Dermal regeneration in native non-cross-linked collagen sponges with different extracellular matrix molecules.

Collagenous dermal templates can prevent scarring and wound contraction in the healing of full-thickness defects. In a porcine wound model, full-thickness wounds were substituted by reconstituted and native collagen sponges in combination with autologous split-skin mesh grafts and covered with a semipermeable wound membrane. Native collagen sponges were also linked with either hyaluronic acid, elastin, or fibronectin. Reconstituted collagen matrixes, composed of cross-linked small collagen fibrils, disintegrated within a week and did not contribute to dermal regeneration, whereas native collagen matrixes, composed of intact collagen fibers, disintegrated within 2 weeks and did contribute to dermal regeneration. Addition of extracellular matrix proteins retarded the disintegration to 4 weeks.

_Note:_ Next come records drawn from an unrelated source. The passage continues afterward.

/// Screen settings chosen at startup.
#[derive(Debug, Clone, PartialEq, Eq)]
pub struct AppConfig {
    /// Title shown in the header.
    pub title: String,
    /// Palette.
    pub theme: ThemeName,
    /// Whether the header and footer start visible.
    pub show_chrome: bool,
}

impl Default for AppConfig {
    fn default() -> Self {
        Self {
            title: "Stopwatch".to_string(),
            theme: ThemeName::default(),
            show_chrome: false,
        }
    }
}

/// What the main loop should do after an event.
#[derive(Debug, Clone, Copy, PartialEq, Eq)]
pub enum AppAction {
    /// Nothing visible changed.
    None,
    /// Render and present a frame.
    Redraw,
    /// Render, then pause or resume the refresh ticker.
    RunningChanged(bool),
    /// Leave the main loop.
    Quit,
}

/// Which button slot holds keyboard focus.
#[derive(Debug, Clone, Copy, PartialEq, Eq)]
enum Focus {
    /// Start or Stop, whichever is shown.
    Toggle,
    Reset,
}

/// One stopwatch on one screen.
#[derive(Debug)]
pub struct StopwatchApp<C: Clock = MonotonicClock> {
    control: TimerControlSurface<C>,
    theme: Theme,
    title: String,
    chrome_visible: bool,
    layout: StopwatchLayout,
    width: u16,
    height: u16,
    header: StatusBar,
    footer: StatusBar,
    display: TimeDisplay,
    start: Button,
    stop: Button,
    reset: Button,
    focus: Focus,
    /// Set for changes outside any widget (panel color, layout).
    dirty: bool,
}

impl StopwatchApp<MonotonicClock> {
    /// Create the screen on the system clock.
    pub fn new(config: AppConfig, width: u16, height: u16) -> Self {
        Self::with_clock(config, MonotonicClock, width, height)
    }
}

impl<C: Clock> StopwatchApp<C> {
    /// Create the screen reading time from `clock`.
    pub fn with_clock(config: AppConfig, clock: C, width: u16, height: u16) -> Self {
        let mut header = StatusBar::new(Rect::ZERO);
        header.set_center(config.title.clone());
        let mut footer = StatusBar::new(Rect::ZERO);
        footer.set_hints(KEY_HINTS);

        let mut app = Self {
            control: TimerControlSurface::with_clock(clock),
            theme: Theme::named(config.theme),
            title: config.title,
            chrome_visible: config.show_chrome,
            layout: StopwatchLayout::compute(width, height, config.show_chrome),
            width,
            height,
            header,
            footer,
            display: TimeDisplay::new(),
            start: Button::new("Start", ButtonVariant::Success),
            stop: Button::new("Stop", ButtonVariant::Error),
            reset: Button::new("Reset", ButtonVariant::Default),
            focus: Focus::Toggle,
            dirty: true,
        };
        app.relayout();
        app.sync_presentation();
        app
    }

    /// Handle one input event.
    pub fn handle_event(&mut self, event: &InputEvent) -> AppAction {
        match event {
            InputEvent::Key { code: KeyCode::Char('c'), modifiers } if modifiers.control => {
                AppAction::Quit
            }
            InputEvent::Key { code, .. } => self.handle_key(*code, event),
            InputEvent::MouseDown(_) => self.press_buttons(event),
            InputEvent::MouseUp(_) => AppAction::None,
            InputEvent::Resize { width, height } => {
                self.resize(*width, *height);
                AppAction::Redraw
            }
            InputEvent::Error(message) => {
                log::warn!("input error: {message}");
                AppAction::None
            }
            InputEvent::Shutdown => AppAction::Quit,
        }
    }

    fn handle_key(&mut self, code: KeyCode, event: &InputEvent) -> AppAction {
        match code {
            KeyCode::Char('q') | KeyCode::Esc => AppAction::Quit,
            KeyCode::Char('s') => self.run(Command::Start),
            KeyCode::Char('t') => self.run(Command::Stop),
            KeyCode::Char('r') => self.run(Command::Reset),
            KeyCode::Char('h') => {
                self.toggle_chrome();
                AppAction::Redraw
            }
            // Two slots, so forward and backward land on the same button.
            KeyCode::Tab | KeyCode::BackTab | KeyCode::Left | KeyCode::Right => self.move_focus(),
            KeyCode::Enter | KeyCode::Char(' ') => self.press_buttons(event),
            KeyCode::Char(_) => AppAction::None,
        }
    }

    /// Refresh the display from the clock.
    ///
    /// Returns `true` if the shown text changed and a frame is due.
    pub fn tick(&mut self) -> bool {
        self.display.set_elapsed(self.control.current_elapsed())
    }

    /// Apply a command as if its button had been pressed.
    pub fn run(&mut self, command: Command) -> AppAction {
        let outcome = self.control.apply(command);
        match outcome {
            Outcome::Transition(signal) => {
                self.sync_presentation();
                self.tick();
                AppAction::RunningChanged(signal.running)
            }
            Outcome::Cleared => {
                self.tick();
                AppAction::Redraw
            }
            Outcome::Ignored => AppAction::None,
        }
    }

    /// Show or hide the header and footer together.
    pub fn toggle_chrome(&mut self) {
        self.chrome_visible = !self.chrome_visible;
        log::debug!("chrome {}", if self.chrome_visible { "shown" } else { "hidden" });
        self.relayout();
    }

    /// Lay the screen out for a new terminal size.
    pub fn resize(&mut self, width: u16, height: u16) {
        self.width = width.max(1);
        self.height = height.max(1);
        self.relayout();
    }

    /// Compose a frame into `buffer`.
    pub fn render(&mut self, buffer: &mut Buffer) {
        let background = Style::new(self.theme.foreground, self.theme.background);
        buffer.fill_rect(buffer.area(), background.cell(' '));

        let panel_bg = if self.control.is_running() { self.theme.success_muted } else { self.theme.surface };
        buffer.fill_rect(self.layout.panel, Style::new(self.theme.foreground, panel_bg).cell(' '));

        self.display.render(buffer, &self.theme);
        self.start.render(buffer, &self.theme);
        self.stop.render(buffer, &self.theme);
        self.reset.render(buffer, &self.theme);
        self.header.render(buffer, &self.theme);
        self.footer.render(buffer, &self.theme);

        self.display.clear_redraw();
        self.start.clear_redraw();
        self.stop.clear_redraw();
        self.reset.clear_redraw();
        self.header.clear_redraw();
        self.footer.clear_redraw();
        self.dirty = false;
    }

    /// Whether anything changed since the last [`render`](Self::render).
    pub fn needs_redraw(&self) -> bool {
        self.dirty
            || self.display.needs_redraw()
            || self.start.needs_redraw()
            || self.stop.needs_redraw()
            || self.reset.needs_redraw()
            || self.header.needs_redraw()
            || self.footer.needs_redraw()
    }

    /// The control surface.
    pub const fn control(&self) -> &TimerControlSurface<C> {
        &self.control
    }

    /// Whether the stopwatch is running.
    pub const fn is_running(&self) -> bool {
        self.control.is_running()
    }

    /// Whether the header and footer are shown.
    pub const fn chrome_visible(&self) -> bool {
        self.chrome_visible
    }

    /// Current layout.
    pub const fn layout(&self) -> &StopwatchLayout {
        &self.layout
    }

    /// Text currently shown by the time display.
    pub fn display_text(&self) -> &str {
        self.display.text()
    }

    /// Header title.
    pub fn title(&self) -> &str {
        &self.title
    }

    /// The palette in use.
    pub const fn theme(&self) -> &Theme {
        &self.theme
    }

    /// The Start, Stop and Reset buttons.
    pub const fn buttons(&self) -> [&Button; 3] {
        [&self.start, &self.stop, &self.reset]
    }

    fn relayout(&mut self) {
        self.layout = StopwatchLayout::compute(self.width, self.height, self.chrome_visible);
        log::debug!(
            "layout {}x{} chrome={} compact={}",
            self.width,
            self.height,
            self.chrome_visible,
            self.layout.compact
        );

        self.header.set_bounds(self.layout.header.unwrap_or(Rect::ZERO));
        self.header.set_visible(self.layout.header.is_some());
        self.footer.set_bounds(self.layout.footer.unwrap_or(Rect::ZERO));
        self.footer.set_visible(self.layout.footer.is_some());

        self.display.set_bounds(self.layout.display);
        self.start.set_bounds(self.layout.toggle_button);
        self.stop.set_bounds(self.layout.toggle_button);
        self.reset.set_bounds(self.layout.reset_button);
        self.dirty = true;
    }

    /// Restyle for the current state: Start or Stop, Reset enablement,
    /// display styling and the header's state label.
    fn sync_presentation(&mut self) {
        let running = self.control.is_running();
        self.start.set_visible(!running);
        self.stop.set_visible(running);
        self.reset.set_enabled(self.control.is_enabled(Command::Reset));
        self.display.set_active(running);
        self.header.set_right(if running { "running" } else { "stopped" });
        if !self.reset.is_interactive() {
            self.focus = Focus::Toggle;
        }
        self.apply_focus();
        self.dirty = true;
    }

    fn move_focus(&mut self) -> AppAction {
        let next = match self.focus {
            Focus::Toggle if self.reset.is_interactive() => Focus::Reset,
            Focus::Toggle | Focus::Reset => Focus::Toggle,
        };
        if next == self.focus {
            return AppAction::None;
        }
        self.focus = next;
        self.apply_focus();
        AppAction::Redraw
    }

    fn apply_focus(&mut self) {
        let toggle = self.focus == Focus::Toggle;
        self.start.set_focused(toggle);
        self.stop.set_focused(toggle);
        self.reset.set_focused(!toggle);
    }

    /// Offer a click or Enter/Space to the buttons and run what was pressed.
    fn press_buttons(&mut self, event: &InputEvent) -> AppAction {
        // Start and Stop share a slot; only the visible one reacts.
        self.start.handle_input(event);
        self.stop.handle_input(event);
        self.reset.handle_input(event);

        let command = if self.start.take_pressed() {
            Command::Start
        } else if self.stop.take_pressed() {
            Command::Stop
        } else if self.reset.take_pressed() {
            Command::Reset
        } else {
            return AppAction::None;
        };

        let clicked = matches!(event, InputEvent::MouseDown(_));
        if clicked {
            self.focus = if command == Command::Reset { Focus::Reset } else { Focus::Toggle };
            self.apply_focus();
        }
        match self.run(command) {
            AppAction::None if clicked => AppAction::Redraw,
            action => action,
        }
    }
}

However, fibronectin-treated matrixes caused aberrant epithelization. When hyaluronic acid was added, matrixes were invaded by more fibroblasts and myofibroblasts. This process correlated with fibrosis and wound contraction. In contrast, the native collagen/elastin matrix reduced the amount of fibroblasts and myofibroblasts. This latter matrix resulted in optimal dermal regeneration and little wound contraction.